Tun Khin said he fled the Rakhine state in the 90s after being denied access to a university education simply because of his Rohingya identity. Since then, he has watched from afar how the Myanmar authorities persecuted his people with impunity.
The ICJ in The Hague on January 23 imposed the emergency “provisional measures” on Myanmar regarding its actions against and treatment of the Rohingya community in Rakhine state of the country.
The order may sound like incomprehensible legal jargon to any average person, but for many Rohingyas, it was probably one of the best news they ever received, after waiting for long to witness the international community take meaningful action to end their suffering, Tun Khin wrote.
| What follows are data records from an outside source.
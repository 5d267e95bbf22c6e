
use thiserror::Error;

#[derive(Error, Debug)]
pub enum RegcheckError {
    #[error("Config error: {0}")]
    Config(String),
    #[error("Transport error: {0}")]
    Transport(String),
    #[error("Decode error: {0}")]
    Decode(String),
    #[error("Unexpected status {status} from {url}")]
    Status { status: u16, url: String },
    #[error("Clipboard error: {0}")]
    Clipboard(String),
}

pub type Result<T> = std::result::Result<T, RegcheckError>;

// Helper conversions
impl From<reqwest::Error> for RegcheckError {
    fn from(e: reqwest::Error) -> Self {
        if e.is_decode() { Self::Decode(e.to_string()) } else { Self::Transport(e.to_string()) }
    }
}
impl From<serde_json::Error> for RegcheckError {
    fn from(e: serde_json::Error) -> Self { Self::Decode(e.to_string()) }
}
impl From<config::ConfigError> for RegcheckError {
    fn from(e: config::ConfigError) -> Self { Self::Config(e.to_string()) }
}
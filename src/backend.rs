//! Transport seams towards the resolution service.
//!
//! The coordinator and the modal only see the [`ResolutionBackend`] and
//! [`StaticResources`] traits. [`HttpBackend`] implements both on top of
//! `reqwest`; tests and embedders can plug in their own.

use async_trait::async_trait;
use serde::{Deserialize, Deserializer, Serialize};
use tracing::debug;

use crate::config::ClientConfig;
use crate::error::{RegcheckError, Result};

#[derive(Debug, Clone, Default, PartialEq, Eq, Serialize, Deserialize)]
pub struct RegulationMatch {
    #[serde(default, deserialize_with = "null_as_empty")]
    pub law: String,
    #[serde(default, deserialize_with = "null_as_empty")]
    pub name: String,
    #[serde(default, deserialize_with = "null_as_empty")]
    pub description: String,
    #[serde(default, deserialize_with = "null_as_empty")]
    pub detected_type: String,
}

// the service fills match entries from optional lookups and may send null
fn null_as_empty<'de, D>(deserializer: D) -> std::result::Result<String, D::Error>
where
    D: Deserializer<'de>,
{
    Ok(Option::<String>::deserialize(deserializer)?.unwrap_or_default())
}

/// A successful lookup, normalized for rendering.
#[derive(Debug, Clone, Default, PartialEq, Eq)]
pub struct LookupResult {
    pub translated_name: String,
    pub structure_code: Option<String>,
    pub regulations: Vec<RegulationMatch>,
    /// Note from the service, e.g. when the structure could not be converted.
    pub message: Option<String>,
    /// The input as the service received it.
    pub original: Option<String>,
}

#[derive(Debug, Clone, PartialEq, Eq)]
pub enum SearchReply {
    Found(LookupResult),
    /// The service understood the request but reported a failure.
    Rejected(String),
}

#[derive(Serialize)]
struct SearchRequest<'a> {
    text: &'a str,
}

#[derive(Deserialize)]
struct SearchResponse {
    #[serde(default)]
    error: Option<String>,
    #[serde(default)]
    english_name: Option<String>,
    #[serde(default)]
    smiles: Option<String>,
    #[serde(default)]
    regulations: Option<Vec<RegulationMatch>>,
    #[serde(default)]
    message: Option<String>,
    #[serde(default)]
    original: Option<String>,
}

impl SearchReply {
    /// Interprets a response body of the search endpoint.
    pub fn from_json(body: &str) -> Result<Self> {
        let response: SearchResponse = serde_json::from_str(body)?;
        if let Some(error) = response.error.filter(|e| !e.is_empty()) {
            return Ok(SearchReply::Rejected(error));
        }
        let translated_name = response.english_name.ok_or_else(|| {
            RegcheckError::Decode("search response carries neither english_name nor error".into())
        })?;
        Ok(SearchReply::Found(LookupResult {
            translated_name,
            structure_code: response.smiles,
            // null and absent both mean "nothing matched"
            regulations: response.regulations.unwrap_or_default(),
            message: response.message,
            original: response.original,
        }))
    }
}

/// The plain-text panels served next to the lookup page.
#[derive(Debug, Clone, Copy, PartialEq, Eq, Hash)]
pub enum StaticResource {
    SupportedLaws,
    Announcements,
}

impl StaticResource {
    pub fn title(&self) -> &'static str {
        match self {
            StaticResource::SupportedLaws => "Supported regulations",
            StaticResource::Announcements => "Announcements",
        }
    }
    pub fn path<'a>(&self, config: &'a ClientConfig) -> &'a str {
        match self {
            StaticResource::SupportedLaws => &config.laws_path,
            StaticResource::Announcements => &config.news_path,
        }
    }
}

#[async_trait]
pub trait ResolutionBackend: Send + Sync {
    /// Submits `text` for resolution. `Err` means the exchange itself failed
    /// (network, malformed body); service-side failures are `Ok(Rejected)`.
    async fn search(&self, text: &str) -> Result<SearchReply>;
}

#[async_trait]
pub trait StaticResources: Send + Sync {
    async fn fetch_text(&self, resource: StaticResource) -> Result<String>;
}

#[derive(Debug, Clone)]
pub struct HttpBackend {
    client: reqwest::Client,
    search_url: String,
    laws_url: String,
    news_url: String,
}

impl HttpBackend {
    pub fn from_config(config: &ClientConfig) -> Result<Self> {
        let mut builder = reqwest::Client::builder();
        if let Some(timeout) = config.request_timeout() {
            builder = builder.timeout(timeout);
        }
        Ok(Self {
            client: builder.build()?,
            search_url: config.url(&config.search_path),
            laws_url: config.url(StaticResource::SupportedLaws.path(config)),
            news_url: config.url(StaticResource::Announcements.path(config)),
        })
    }

    fn resource_url(&self, resource: StaticResource) -> &str {
        match resource {
            StaticResource::SupportedLaws => &self.laws_url,
            StaticResource::Announcements => &self.news_url,
        }
    }
}

#[async_trait]
impl ResolutionBackend for HttpBackend {
    async fn search(&self, text: &str) -> Result<SearchReply> {
        let response = self
            .client
            .post(&self.search_url)
            .json(&SearchRequest { text })
            .send()
            .await?;
        // the service reports rejected input with 4xx/5xx and a JSON error body,
        // so the body is interpreted whatever the status
        let status = response.status();
        let body = response.text().await?;
        debug!(status = status.as_u16(), bytes = body.len(), "search response received");
        SearchReply::from_json(&body)
    }
}

#[async_trait]
impl StaticResources for HttpBackend {
    async fn fetch_text(&self, resource: StaticResource) -> Result<String> {
        let url = self.resource_url(resource);
        let response = self.client.get(url).send().await?;
        let status = response.status();
        if !status.is_success() {
            return Err(RegcheckError::Status { status: status.as_u16(), url: url.to_string() });
        }
        Ok(response.text().await?)
    }
}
The “World Court” of the United Nations, with this decision, effectively directed the Myanmar government, led by de facto leader Aung San Suu Kyi, to respect the requirements of the 1948 genocide convention and bring an end to its military crackdown on the Rohingyas.
This was the first time that a credible international body said “enough” to the Myanmar government that has abused and oppressed the Rohingyas for so many decades, he wrote.
The Rohingyas’ plight captured global attention in August 2017, when the Myanmar military launched a vicious “clearance operation” in the Rakhine State, the then home to over a million Rohingya people. Soldiers went on a rampage through the region, killing thousands, committing mass rapes, burning down entire villages, and driving more than 700,000 people to flee into neighbouring Bangladesh.
The atrocity committed against the Rohingya people was outrageously violent, but that was only the tip of the iceberg, Tu Khin wrote.